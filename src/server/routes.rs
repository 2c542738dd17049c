use super::AppState;
use crate::catalog::GraphDescription;
use crate::error::{ErrorBody, ErrorCode, GraphRole, ValidatorError};
use crate::metrics::METRICS;
use crate::rdf::{SerializeError, negotiate, serialize_graph};
use crate::validator::{GraphSource, ValidationConfig, ValidationRequest};
use axum::{
    Json,
    extract::{FromRequest, Multipart, Path, Request, State},
    http::{HeaderMap, StatusCode, header},
    response::{IntoResponse, Response},
};
use serde::Deserialize;
use std::sync::Arc;
use tracing::{debug, error};

pub async fn ping() -> &'static str {
    "OK"
}

pub async fn ready() -> &'static str {
    "OK"
}

pub async fn metrics() -> impl IntoResponse {
    (
        [(
            header::CONTENT_TYPE,
            "application/openmetrics-text; version=1.0.0; charset=utf-8",
        )],
        METRICS.encode(),
    )
}

pub async fn list_shapes(State(state): State<Arc<AppState>>) -> Json<Vec<GraphDescription>> {
    Json(state.catalog.shapes.get_all().into_iter().cloned().collect())
}

pub async fn get_shapes(State(state): State<Arc<AppState>>, Path(id): Path<String>) -> Response {
    describe(state.catalog.shapes.get_by_id(&id))
}

pub async fn list_ontologies(State(state): State<Arc<AppState>>) -> Json<Vec<GraphDescription>> {
    Json(state.catalog.ontologies.get_all().into_iter().cloned().collect())
}

pub async fn get_ontology(State(state): State<Arc<AppState>>, Path(id): Path<String>) -> Response {
    describe(state.catalog.ontologies.get_by_id(&id))
}

fn describe(description: Option<&GraphDescription>) -> Response {
    match description {
        Some(description) => Json(description.clone()).into_response(),
        None => StatusCode::NOT_FOUND.into_response(),
    }
}

/// Body of `POST /validator`; each graph is given as text or as a URL.
///
/// Accepted as a JSON object or as `multipart/form-data` with the parts
/// `config`, `data-graph-file`, `data-graph-url`, `shapes-graph-file`,
/// `shapes-graph-url`, `ontology-graph-file` and `ontology-graph-url`.
#[derive(Debug, Default, Deserialize)]
#[serde(rename_all = "camelCase")]
pub struct ValidateBody {
    pub data_graph: Option<String>,
    pub data_graph_url: Option<String>,
    pub shapes_graph: Option<String>,
    pub shapes_graph_url: Option<String>,
    pub ontology_graph: Option<String>,
    pub ontology_graph_url: Option<String>,
    #[serde(default)]
    pub config: ValidationConfig,
}

impl ValidateBody {
    async fn from_multipart(mut multipart: Multipart) -> Result<Self, ValidatorError> {
        let mut body = Self::default();
        while let Some(field) = multipart.next_field().await.map_err(multipart_error)? {
            let name = field.name().unwrap_or_default().to_owned();
            debug!(part = %name, file_name = ?field.file_name(), "multipart part");
            if name == "config" {
                let bytes = field.bytes().await.map_err(multipart_error)?;
                body.config = serde_json::from_slice(&bytes)
                    .map_err(|e| ValidatorError::input(format!("Invalid config part: {e}")))?;
                continue;
            }
            let slot = match name.as_str() {
                "data-graph-file" => &mut body.data_graph,
                "data-graph-url" => &mut body.data_graph_url,
                "shapes-graph-file" => &mut body.shapes_graph,
                "shapes-graph-url" => &mut body.shapes_graph_url,
                "ontology-graph-file" => &mut body.ontology_graph,
                "ontology-graph-url" => &mut body.ontology_graph_url,
                _ => return Err(ValidatorError::input(format!("Unknown part in input: {name}"))),
            };
            *slot = Some(field.text().await.map_err(multipart_error)?);
        }
        Ok(body)
    }

    pub fn into_request(self) -> Result<ValidationRequest, ValidatorError> {
        let data = GraphSource::required(GraphRole::Data, self.data_graph, self.data_graph_url)?;
        let shapes = GraphSource::from_pair(GraphRole::Shapes, self.shapes_graph, self.shapes_graph_url)?;
        if shapes.is_none() && self.config.shapes_id.is_none() {
            return Err(ValidatorError::input("No shapes graph in input."));
        }
        let ontology =
            GraphSource::from_pair(GraphRole::Ontology, self.ontology_graph, self.ontology_graph_url)?;
        Ok(ValidationRequest {
            data,
            shapes,
            ontology,
            config: self.config,
        })
    }
}

fn multipart_error(error: axum::extract::multipart::MultipartError) -> ValidatorError {
    ValidatorError::input(error.body_text())
}

impl<S> FromRequest<S> for ValidateBody
where
    S: Send + Sync,
{
    type Rejection = ValidatorError;

    async fn from_request(request: Request, state: &S) -> Result<Self, Self::Rejection> {
        let multipart = request
            .headers()
            .get(header::CONTENT_TYPE)
            .and_then(|value| value.to_str().ok())
            .is_some_and(|value| value.trim_start().to_ascii_lowercase().starts_with("multipart/"));

        if multipart {
            let multipart = Multipart::from_request(request, state)
                .await
                .map_err(|rejection| ValidatorError::input(rejection.body_text()))?;
            Self::from_multipart(multipart).await
        } else {
            let Json(body) = Json::<Self>::from_request(request, state)
                .await
                .map_err(|rejection| ValidatorError::input(rejection.body_text()))?;
            Ok(body)
        }
    }
}

pub async fn validate(
    State(state): State<Arc<AppState>>,
    headers: HeaderMap,
    body: Result<ValidateBody, ValidatorError>,
) -> Response {
    let accept = headers
        .get(header::ACCEPT)
        .and_then(|value| value.to_str().ok());
    let Some(format) = negotiate(accept) else {
        debug!(?accept, "no acceptable serialization");
        return not_acceptable(accept);
    };

    let body = match body {
        Ok(body) => body,
        Err(e) => return e.into_response(),
    };
    let request = match body.into_request() {
        Ok(request) => request,
        Err(e) => return e.into_response(),
    };

    let outcome = match state.validator.validate(request).await {
        Ok(outcome) => outcome,
        Err(e) => return e.into_response(),
    };

    match serialize_graph(&outcome.response_graph(), format) {
        Ok(bytes) => (
            [(header::CONTENT_TYPE, format.media_type())],
            bytes,
        )
            .into_response(),
        Err(SerializeError::Unsupported(_)) => not_acceptable(accept),
        Err(e) => {
            error!(error = %e, %format, "failed to serialize response graph");
            (
                StatusCode::INTERNAL_SERVER_ERROR,
                Json(ErrorBody::new(ErrorCode::EvaluatorError, e.to_string())),
            )
                .into_response()
        }
    }
}

fn not_acceptable(accept: Option<&str>) -> Response {
    let body = ErrorBody::new(
        ErrorCode::InputError,
        format!(
            "Cannot serialize the response as {}",
            accept.unwrap_or_default()
        ),
    );
    (StatusCode::NOT_ACCEPTABLE, Json(body)).into_response()
}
+===+
[Task description]
The entries shown above must be reproduced in full, exactly as written.

[Exercise output]
filename src/server/routes.rs
repository 2c542738dd17049c
use super::AppState;
use crate::catalog::GraphDescription;
use crate::error::{ErrorBody, ErrorCode, GraphRole, ValidatorError};
use crate::metrics::METRICS;
use crate::rdf::{SerializeError, negotiate, serialize_graph};
use crate::validator::{GraphSource, ValidationConfig, ValidationRequest};
use axum::{
    Json,
    extract::{FromRequest, Multipart, Path, Request, State},
    http::{HeaderMap, StatusCode, header},
    response::{IntoResponse, Response},
};
use serde::Deserialize;
use std::sync::Arc;
use tracing::{debug, error};

pub async fn ping() -> &'static str {
    "OK"
}

pub async fn ready() -> &'static str {
    "OK"
}

pub async fn metrics() -> impl IntoResponse {
    (
        [(
            header::CONTENT_TYPE,
            "application/openmetrics-text; version=1.0.0; charset=utf-8",
        )],
        METRICS.encode(),
    )
}

pub async fn list_shapes(State(state): State<Arc<AppState>>) -> Json<Vec<GraphDescription>> {
    Json(state.catalog.shapes.get_all().into_iter().cloned().collect())
}

pub async fn get_shapes(State(state): State<Arc<AppState>>, Path(id): Path<String>) -> Response {
    describe(state.catalog.shapes.get_by_id(&id))
}

pub async fn list_ontologies(State(state): State<Arc<AppState>>) -> Json<Vec<GraphDescription>> {
    Json(state.catalog.ontologies.get_all().into_iter().cloned().collect())
}

pub async fn get_ontology(State(state): State<Arc<AppState>>, Path(id): Path<String>) -> Response {
    describe(state.catalog.ontologies.get_by_id(&id))
}

fn describe(description: Option<&GraphDescription>) -> Response {
    match description {
        Some(description) => Json(description.clone()).into_response(),
        None => StatusCode::NOT_FOUND.into_response(),
    }
}

/// Body of `POST /validator`; each graph is given as text or as a URL.
///
/// Accepted as a JSON object or as `multipart/form-data` with the parts
/// `config`, `data-graph-file`, `data-graph-url`, `shapes-graph-file`,
/// `shapes-graph-url`, `ontology-graph-file` and `ontology-graph-url`.
#[derive(Debug, Default, Deserialize)]
#[serde(rename_all = "camelCase")]
pub struct ValidateBody {
    pub data_graph: Option<String>,
    pub data_graph_url: Option<String>,
    pub shapes_graph: Option<String>,
    pub shapes_graph_url: Option<String>,
    pub ontology_graph: Option<String>,
    pub ontology_graph_url: Option<String>,
    #[serde(default)]
    pub config: ValidationConfig,
}

impl ValidateBody {
    async fn from_multipart(mut multipart: Multipart) -> Result<Self, ValidatorError> {
        let mut body = Self::default();
        while let Some(field) = multipart.next_field().await.map_err(multipart_error)? {
            let name = field.name().unwrap_or_default().to_owned();
            debug!(part = %name, file_name = ?field.file_name(), "multipart part");
            if name == "config" {
                let bytes = field.bytes().await.map_err(multipart_error)?;
                body.config = serde_json::from_slice(&bytes)
                    .map_err(|e| ValidatorError::input(format!("Invalid config part: {e}")))?;
                continue;
            }
            let slot = match name.as_str() {
                "data-graph-file" => &mut body.data_graph,
                "data-graph-url" => &mut body.data_graph_url,
                "shapes-graph-file" => &mut body.shapes_graph,
                "shapes-graph-url" => &mut body.shapes_graph_url,
                "ontology-graph-file" => &mut body.ontology_graph,
                "ontology-graph-url" => &mut body.ontology_graph_url,
                _ => return Err(ValidatorError::input(format!("Unknown part in input: {name}"))),
            };
            *slot = Some(field.text().await.map_err(multipart_error)?);
        }
        Ok(body)
    }

    pub fn into_request(self) -> Result<ValidationRequest, ValidatorError> {
        let data = GraphSource::required(GraphRole::Data, self.data_graph, self.data_graph_url)?;
        let shapes = GraphSource::from_pair(GraphRole::Shapes, self.shapes_graph, self.shapes_graph_url)?;
        if shapes.is_none() && self.config.shapes_id.is_none() {
            return Err(ValidatorError::input("No shapes graph in input."));
        }
        let ontology =
            GraphSource::from_pair(GraphRole::Ontology, self.ontology_graph, self.ontology_graph_url)?;
        Ok(ValidationRequest {
            data,
            shapes,
            ontology,
            config: self.config,
        })
    }
}

fn multipart_error(error: axum::extract::multipart::MultipartError) -> ValidatorError {
    ValidatorError::input(error.body_text())
}

impl<S> FromRequest<S> for ValidateBody
where
    S: Send + Sync,
{
    type Rejection = ValidatorError;

    async fn from_request(request: Request, state: &S) -> Result<Self, Self::Rejection> {
        let multipart = request
            .headers()
            .get(header::CONTENT_TYPE)
            .and_then(|value| value.to_str().ok())
            .is_some_and(|value| value.trim_start().to_ascii_lowercase().starts_with("multipart/"));

        if multipart {
            let multipart = Multipart::from_request(request, state)
                .await
                .map_err(|rejection| ValidatorError::input(rejection.body_text()))?;
            Self::from_multipart(multipart).await
        } else {
            let Json(body) = Json::<Self>::from_request(request, state)
                .await
                .map_err(|rejection| ValidatorError::input(rejection.body_text()))?;
            Ok(body)
        }
    }
}

pub async fn validate(
    State(state): State<Arc<AppState>>,
    headers: HeaderMap,
    body: Result<ValidateBody, ValidatorError>,
) -> Response {
    let accept = headers
        .get(header::ACCEPT)
        .and_then(|value| value.to_str().ok());
    let Some(format) = negotiate(accept) else {
        debug!(?accept, "no acceptable serialization");
        return not_acceptable(accept);
    };

    let body = match body {
        Ok(body) => body,
        Err(e) => return e.into_response(),
    };
    let request = match body.into_request() {
        Ok(request) => request,
        Err(e) => return e.into_response(),
    };

    let outcome = match state.validator.validate(request).await {
        Ok(outcome) => outcome,
        Err(e) => return e.into_response(),
    };

    match serialize_graph(&outcome.response_graph(), format) {
        Ok(bytes) => (
            [(header::CONTENT_TYPE, format.media_type())],
            bytes,
        )
            .into_response(),
        Err(SerializeError::Unsupported(_)) => not_acceptable(accept),
        Err(e) => {
            error!(error = %e, %format, "failed to serialize response graph");
            (
                StatusCode::INTERNAL_SERVER_ERROR,
                Json(ErrorBody::new(ErrorCode::EvaluatorError, e.to_string())),
            )
                .into_response()
        }
    }
}

fn not_acceptable(accept: Option<&str>) -> Response {
    let body = ErrorBody::new(
        ErrorCode::InputError,
        format!(
            "Cannot serialize the response as {}",
            accept.unwrap_or_default()
        ),
    );
    (StatusCode::NOT_ACCEPTABLE, Json(body)).into_response()
}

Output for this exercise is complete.